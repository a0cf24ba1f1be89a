// src/error.rs

//! Error types shared across the spackle library

use crate::build::BuildFailureReport;
use crate::concretize::ResolutionFailure;
use std::path::PathBuf;
use thiserror::Error;

/// Result alias used throughout the library
pub type Result<T> = std::result::Result<T, Error>;

/// Errors produced by the spackle engine
#[derive(Error, Debug)]
pub enum Error {
    /// The concretizer exhausted every candidate
    #[error("{0}")]
    Unsatisfiable(Box<ResolutionFailure>),

    /// One or more build callbacks failed
    #[error("{0}")]
    BuildFailed(Box<BuildFailureReport>),

    /// Another process held the database lock for too long
    #[error("Timed out acquiring database lock {path} after {attempts} attempts")]
    DatabaseLockTimeout { path: PathBuf, attempts: u32 },

    /// A record for this hash already exists
    #[error("Spec {0} is already installed")]
    AlreadyInstalled(String),

    /// Removal refused while other installs still depend on the record
    #[error("Cannot remove {hash}: still required by {ref_count} installed spec(s): {}", dependents.join(", "))]
    StillReferenced {
        hash: String,
        ref_count: i64,
        dependents: Vec<String>,
    },

    /// The operation was cancelled before it completed
    #[error("Operation cancelled")]
    Cancelled,

    #[error("Not found: {0}")]
    NotFound(String),

    #[error("Parse error: {0}")]
    ParseError(String),

    #[error("Configuration error: {0}")]
    Config(String),

    #[error("I/O error: {0}")]
    IoError(String),

    #[error("Database error: {0}")]
    Database(#[from] rusqlite::Error),

    #[error("Serialization error: {0}")]
    Serialization(#[from] serde_json::Error),
}

impl From<std::io::Error> for Error {
    fn from(e: std::io::Error) -> Self {
        Error::IoError(e.to_string())
    }
}

impl From<ResolutionFailure> for Error {
    fn from(failure: ResolutionFailure) -> Self {
        Error::Unsatisfiable(Box::new(failure))
    }
}

impl From<BuildFailureReport> for Error {
    fn from(report: BuildFailureReport) -> Self {
        Error::BuildFailed(Box::new(report))
    }
}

Work to be completed>
Reproduce every record above, word for word.

Answer box>
repository a0cf24ba1f1be89a
// src/error.rs

//! Error types shared across the spackle library

use crate::build::BuildFailureReport;
use crate::concretize::ResolutionFailure;
use std::path::PathBuf;
use thiserror::Error;

/// Result alias used throughout the library
pub type Result<T> = std::result::Result<T, Error>;

/// Errors produced by the spackle engine
#[derive(Error, Debug)]
pub enum Error {
    /// The concretizer exhausted every candidate
    #[error("{0}")]
    Unsatisfiable(Box<ResolutionFailure>),

    /// One or more build callbacks failed
    #[error("{0}")]
    BuildFailed(Box<BuildFailureReport>),

    /// Another process held the database lock for too long
    #[error("Timed out acquiring database lock {path} after {attempts} attempts")]
    DatabaseLockTimeout { path: PathBuf, attempts: u32 },

    /// A record for this hash already exists
    #[error("Spec {0} is already installed")]
    AlreadyInstalled(String),

    /// Removal refused while other installs still depend on the record
    #[error("Cannot remove {hash}: still required by {ref_count} installed spec(s): {}", dependents.join(", "))]
    StillReferenced {
        hash: String,
        ref_count: i64,
        dependents: Vec<String>,
    },

    /// The operation was cancelled before it completed
    #[error("Operation cancelled")]
    Cancelled,

    #[error("Not found: {0}")]
    NotFound(String),

    #[error("Parse error: {0}")]
    ParseError(String),

    #[error("Configuration error: {0}")]
    Config(String),

    #[error("I/O error: {0}")]
    IoError(String),

    #[error("Database error: {0}")]
    Database(#[from] rusqlite::Error),

    #[error("Serialization error: {0}")]
    Serialization(#[from] serde_json::Error),
}

impl From<std::io::Error> for Error {
    fn from(e: std::io::Error) -> Self {
        Error::IoError(e.to_string())
    }
}

impl From<ResolutionFailure> for Error {
    fn from(failure: ResolutionFailure) -> Self {
        Error::Unsatisfiable(Box::new(failure))
    }
}

impl From<BuildFailureReport> for Error {
    fn from(report: BuildFailureReport) -> Self {
        Error::BuildFailed(Box::new(report))
    }
}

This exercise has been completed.